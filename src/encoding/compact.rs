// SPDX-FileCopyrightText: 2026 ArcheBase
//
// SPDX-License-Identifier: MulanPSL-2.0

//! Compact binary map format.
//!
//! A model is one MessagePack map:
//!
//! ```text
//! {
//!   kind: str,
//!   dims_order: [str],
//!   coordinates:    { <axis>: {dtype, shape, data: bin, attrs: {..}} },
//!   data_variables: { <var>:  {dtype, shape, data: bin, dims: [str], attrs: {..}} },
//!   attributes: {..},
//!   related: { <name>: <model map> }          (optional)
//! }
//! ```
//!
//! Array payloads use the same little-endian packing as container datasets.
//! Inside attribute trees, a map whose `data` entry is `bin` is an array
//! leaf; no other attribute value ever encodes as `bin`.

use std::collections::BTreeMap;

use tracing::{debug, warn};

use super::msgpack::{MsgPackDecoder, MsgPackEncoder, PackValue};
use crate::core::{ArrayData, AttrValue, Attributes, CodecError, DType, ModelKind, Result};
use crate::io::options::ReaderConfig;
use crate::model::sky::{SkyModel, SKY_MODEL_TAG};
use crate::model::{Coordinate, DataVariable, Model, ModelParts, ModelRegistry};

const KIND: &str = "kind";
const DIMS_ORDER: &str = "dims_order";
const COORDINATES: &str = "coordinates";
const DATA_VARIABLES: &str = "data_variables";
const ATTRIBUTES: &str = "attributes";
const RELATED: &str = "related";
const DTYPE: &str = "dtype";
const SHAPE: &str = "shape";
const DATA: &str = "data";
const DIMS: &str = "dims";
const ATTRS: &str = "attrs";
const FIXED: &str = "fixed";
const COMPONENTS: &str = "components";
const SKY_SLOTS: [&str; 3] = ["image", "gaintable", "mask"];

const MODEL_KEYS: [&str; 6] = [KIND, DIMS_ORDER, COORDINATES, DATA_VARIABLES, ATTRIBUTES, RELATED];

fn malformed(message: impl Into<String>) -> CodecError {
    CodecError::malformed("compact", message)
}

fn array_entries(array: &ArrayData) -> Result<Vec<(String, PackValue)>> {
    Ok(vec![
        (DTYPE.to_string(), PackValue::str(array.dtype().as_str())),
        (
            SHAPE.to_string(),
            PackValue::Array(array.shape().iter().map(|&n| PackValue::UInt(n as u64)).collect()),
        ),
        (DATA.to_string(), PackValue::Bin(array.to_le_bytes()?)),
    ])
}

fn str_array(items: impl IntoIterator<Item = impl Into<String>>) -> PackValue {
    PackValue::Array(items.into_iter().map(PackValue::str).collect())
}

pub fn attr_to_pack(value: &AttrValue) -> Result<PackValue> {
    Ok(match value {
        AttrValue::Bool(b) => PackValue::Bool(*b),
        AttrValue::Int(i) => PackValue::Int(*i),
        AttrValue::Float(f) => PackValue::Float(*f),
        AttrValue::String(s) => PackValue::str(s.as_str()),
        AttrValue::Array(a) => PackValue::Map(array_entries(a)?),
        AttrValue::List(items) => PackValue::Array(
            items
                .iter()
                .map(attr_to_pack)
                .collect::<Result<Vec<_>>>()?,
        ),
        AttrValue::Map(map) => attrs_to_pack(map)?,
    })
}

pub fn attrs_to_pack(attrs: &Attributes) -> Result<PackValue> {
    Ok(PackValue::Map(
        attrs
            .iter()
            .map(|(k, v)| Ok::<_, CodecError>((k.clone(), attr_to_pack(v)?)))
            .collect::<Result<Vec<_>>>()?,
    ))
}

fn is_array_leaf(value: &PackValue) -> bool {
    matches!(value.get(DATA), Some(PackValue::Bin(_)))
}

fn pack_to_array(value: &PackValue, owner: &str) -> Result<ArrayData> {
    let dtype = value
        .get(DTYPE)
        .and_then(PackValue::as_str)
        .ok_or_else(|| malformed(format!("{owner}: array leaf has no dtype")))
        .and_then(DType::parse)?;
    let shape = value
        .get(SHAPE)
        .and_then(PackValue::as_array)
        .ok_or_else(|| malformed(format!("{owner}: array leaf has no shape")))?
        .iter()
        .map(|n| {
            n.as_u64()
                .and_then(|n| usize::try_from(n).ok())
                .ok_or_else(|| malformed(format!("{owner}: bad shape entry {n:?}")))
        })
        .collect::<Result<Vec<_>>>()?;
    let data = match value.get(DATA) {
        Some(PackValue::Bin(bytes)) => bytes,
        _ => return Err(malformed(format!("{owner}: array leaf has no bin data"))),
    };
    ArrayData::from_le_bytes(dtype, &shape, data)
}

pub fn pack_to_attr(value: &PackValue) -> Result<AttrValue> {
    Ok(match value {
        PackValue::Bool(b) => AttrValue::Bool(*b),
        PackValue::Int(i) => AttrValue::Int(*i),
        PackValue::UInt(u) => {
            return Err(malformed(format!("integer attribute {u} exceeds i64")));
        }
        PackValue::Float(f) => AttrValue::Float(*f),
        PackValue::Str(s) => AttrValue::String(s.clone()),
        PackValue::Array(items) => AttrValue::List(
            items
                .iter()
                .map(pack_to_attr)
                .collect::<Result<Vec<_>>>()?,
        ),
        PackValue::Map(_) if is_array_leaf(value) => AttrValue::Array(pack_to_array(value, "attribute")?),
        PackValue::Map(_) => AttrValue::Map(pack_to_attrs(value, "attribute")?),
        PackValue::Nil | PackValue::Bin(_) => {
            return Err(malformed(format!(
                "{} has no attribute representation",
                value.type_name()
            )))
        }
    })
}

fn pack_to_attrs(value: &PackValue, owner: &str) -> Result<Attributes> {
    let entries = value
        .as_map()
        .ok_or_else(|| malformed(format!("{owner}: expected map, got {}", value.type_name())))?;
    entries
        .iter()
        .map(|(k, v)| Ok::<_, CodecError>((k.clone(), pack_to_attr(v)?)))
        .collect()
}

★ ★ ★ ★ ★

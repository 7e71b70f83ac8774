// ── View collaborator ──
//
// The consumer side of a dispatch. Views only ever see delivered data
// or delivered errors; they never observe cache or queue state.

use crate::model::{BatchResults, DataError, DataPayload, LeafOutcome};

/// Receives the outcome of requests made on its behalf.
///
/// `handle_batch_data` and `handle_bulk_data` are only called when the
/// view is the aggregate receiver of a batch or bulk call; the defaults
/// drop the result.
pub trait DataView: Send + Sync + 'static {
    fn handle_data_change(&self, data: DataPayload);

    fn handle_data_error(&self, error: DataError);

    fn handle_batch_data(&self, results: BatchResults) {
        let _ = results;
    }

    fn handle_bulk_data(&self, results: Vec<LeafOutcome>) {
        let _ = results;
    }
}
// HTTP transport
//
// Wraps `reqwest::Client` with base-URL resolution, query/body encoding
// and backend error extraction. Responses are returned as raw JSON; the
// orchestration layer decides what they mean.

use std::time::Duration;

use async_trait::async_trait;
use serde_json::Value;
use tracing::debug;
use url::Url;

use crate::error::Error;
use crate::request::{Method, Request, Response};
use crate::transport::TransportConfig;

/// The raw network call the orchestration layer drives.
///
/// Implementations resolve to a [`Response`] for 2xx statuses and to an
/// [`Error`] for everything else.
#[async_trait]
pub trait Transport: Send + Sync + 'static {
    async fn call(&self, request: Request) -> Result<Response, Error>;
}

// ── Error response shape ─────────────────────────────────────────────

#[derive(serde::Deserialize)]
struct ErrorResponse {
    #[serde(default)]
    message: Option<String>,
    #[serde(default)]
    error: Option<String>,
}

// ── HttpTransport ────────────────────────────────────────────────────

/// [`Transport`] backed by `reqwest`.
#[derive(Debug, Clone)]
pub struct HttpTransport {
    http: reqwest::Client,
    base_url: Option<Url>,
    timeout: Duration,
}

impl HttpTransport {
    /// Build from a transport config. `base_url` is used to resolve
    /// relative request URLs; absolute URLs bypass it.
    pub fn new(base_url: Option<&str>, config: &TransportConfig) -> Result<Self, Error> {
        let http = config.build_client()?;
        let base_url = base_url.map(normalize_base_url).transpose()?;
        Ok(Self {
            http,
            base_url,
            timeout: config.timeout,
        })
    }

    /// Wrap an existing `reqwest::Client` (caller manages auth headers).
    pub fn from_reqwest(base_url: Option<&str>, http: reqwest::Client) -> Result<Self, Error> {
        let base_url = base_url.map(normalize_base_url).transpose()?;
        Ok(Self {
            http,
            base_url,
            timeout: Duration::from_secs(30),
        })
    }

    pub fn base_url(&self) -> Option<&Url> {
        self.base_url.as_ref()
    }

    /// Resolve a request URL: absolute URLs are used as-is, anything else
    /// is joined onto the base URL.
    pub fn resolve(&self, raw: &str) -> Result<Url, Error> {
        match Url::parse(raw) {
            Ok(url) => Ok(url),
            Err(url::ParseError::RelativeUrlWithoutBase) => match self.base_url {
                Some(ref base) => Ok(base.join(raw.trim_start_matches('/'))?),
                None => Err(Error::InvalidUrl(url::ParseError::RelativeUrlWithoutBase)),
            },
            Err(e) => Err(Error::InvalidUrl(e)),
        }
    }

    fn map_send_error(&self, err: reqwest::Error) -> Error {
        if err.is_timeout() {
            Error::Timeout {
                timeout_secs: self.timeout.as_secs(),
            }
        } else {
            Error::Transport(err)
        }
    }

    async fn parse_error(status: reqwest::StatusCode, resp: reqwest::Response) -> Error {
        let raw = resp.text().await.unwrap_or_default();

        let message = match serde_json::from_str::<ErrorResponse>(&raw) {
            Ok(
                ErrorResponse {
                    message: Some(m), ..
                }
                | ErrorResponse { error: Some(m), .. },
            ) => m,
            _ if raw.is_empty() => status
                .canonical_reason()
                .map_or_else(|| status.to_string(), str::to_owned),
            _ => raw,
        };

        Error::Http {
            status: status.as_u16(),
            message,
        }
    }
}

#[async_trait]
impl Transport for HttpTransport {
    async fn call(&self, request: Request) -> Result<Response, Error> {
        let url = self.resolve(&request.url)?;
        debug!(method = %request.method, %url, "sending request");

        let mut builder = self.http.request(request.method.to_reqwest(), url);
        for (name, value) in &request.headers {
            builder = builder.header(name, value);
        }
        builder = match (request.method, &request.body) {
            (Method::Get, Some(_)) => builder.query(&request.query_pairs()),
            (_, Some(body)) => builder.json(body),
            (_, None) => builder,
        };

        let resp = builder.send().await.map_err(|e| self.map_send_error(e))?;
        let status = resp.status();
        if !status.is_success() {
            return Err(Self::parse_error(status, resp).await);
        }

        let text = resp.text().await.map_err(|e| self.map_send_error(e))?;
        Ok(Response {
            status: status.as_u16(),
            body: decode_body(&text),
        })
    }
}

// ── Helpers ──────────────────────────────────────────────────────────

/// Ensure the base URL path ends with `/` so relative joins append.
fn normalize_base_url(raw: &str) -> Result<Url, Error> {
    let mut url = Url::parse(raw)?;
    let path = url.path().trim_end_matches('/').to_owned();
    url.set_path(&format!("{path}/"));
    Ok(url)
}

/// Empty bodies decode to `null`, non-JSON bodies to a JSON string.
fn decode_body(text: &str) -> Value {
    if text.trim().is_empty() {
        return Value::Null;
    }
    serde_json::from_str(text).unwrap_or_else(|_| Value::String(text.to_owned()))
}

★ ★ ★ ★ ★

**YOUR ASSIGNMENT**
Count how many lines of the listing above include "crate" and report that number alone.

**SOLUTION**
8